May 14 – Uganda
There are numerous angels on the Orphfund team like Alfonse and Henry, the two OrphFund Uganda Coordinators.
Today we went up to a place called Kitholu, under the hard working Reverend Alphonse’s wing, high in the Rwenzori mountains, a stone throw from the Congolese border.
OrphFund is just completing a new orphanage, doubling the size of the adjoining school, and building new amenities. 8 of the volunteers converged on the place and painted the whole thing, and enjoyed the glory of the kids gently opening up over the course of our time there.
When we were there, Henry and Steven were conducting basic interviews with the kids. A very careful and sophisticated process that needs to happen to ensure that the kids in residence truly are the MOST vulnerable and alone kids, with nowhere else to turn.

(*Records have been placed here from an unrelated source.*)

//! The 4096 byte preamble of a history tree file.

use crate::{
    error::{DecodeError, Result},
    layout::{self, tree_header, TREE_HEADER_SIZE},
    node::SeqNumber,
};

/// Magic number written by the history tree writer.
pub const HF_MAGIC_NUMBER: u32 = 0x05ff_a900;

#[derive(Clone, Copy, Debug, PartialEq, Eq)]
pub struct TreeHeader {
    pub magic: u32,
    pub major: u32,
    pub minor: u32,
    pub block_size: u32,
    pub max_children: u32,
    pub node_count: u32,
    pub root_seq: SeqNumber,
}

impl TreeHeader {
    /// Reads the header from the start of `data`.
    ///
    /// Magic and version are reported as found, not checked:
    /// files with unexpected values are still worth inspecting.
    pub fn read(data: &[u8]) -> Result<Self> {
        if data.len() < TREE_HEADER_SIZE {
            return Err(DecodeError::TruncatedInput {
                field: "tree header",
                needed: TREE_HEADER_SIZE,
                available: data.len(),
            });
        }
        let data = &data[..TREE_HEADER_SIZE];
        Ok(TreeHeader {
            magic: tree_header::MAGIC.read(data)?,
            major: tree_header::MAJOR.read(data)?,
            minor: tree_header::MINOR.read(data)?,
            block_size: tree_header::BLOCK_SIZE.read(data)?,
            max_children: tree_header::MAX_CHILDREN.read(data)?,
            node_count: tree_header::NODE_COUNT.read(data)?,
            root_seq: tree_header::ROOT_SEQ.read(data)?.into(),
        })
    }

    pub fn has_expected_magic(&self) -> bool {
        self.magic == HF_MAGIC_NUMBER
    }

    /// Byte range of block `index` within the file, or `None` if it can't be addressed.
    pub fn block_range(&self, index: u32) -> Option<std::ops::Range<usize>> {
        let start = layout::block_offset(self.block_size, index)?;
        Some(start..start.checked_add(self.block_size as usize)?)
    }

    /// Bytes the whole file needs to hold `node_count` blocks.
    pub fn expected_len(&self) -> Option<usize> {
        layout::block_offset(self.block_size, self.node_count)
    }
}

Watching Henry choke up was unexpected. No-one is immune to the strength of these little people enduring the most horrifying events.
Today I saw what grassroots charity is really about. I’m tearing up as I type. So joyful, thoroughly horrifyingly revolting and optimistic at the same time.
In 5 days here, watching and being involved with how this little mob achieves so much, has been exactly what I thought it might be, and why I came. So much more than bricks and mortar and housing, more than education and health care, these people have found a way to do what I think all of us want to do…. these kids are no longer the most desperate kids in the world but now, in a really basic and realistic way, some of the most fortunate kids in Uganda.
They will enter many different levels and layers of their society, with confidence from being rebuilt by love. They will spread this message into their various communities, and this message will gain power exponentially with possibility for all those who contact them.
This is about building a better world.
In the dust tonight on the back of the motorbike rolling down the most beautiful hill you could hope to travel, speaking with the 23-year-old rider Xavier, he told me that Uganda was in despair. At that moment we passed a group playing a recreational board game on the side of the road laughing their heads off. I commented how that doesn’t sound like despair. We laughed at my dumb joke, but it showed me the strength of these people.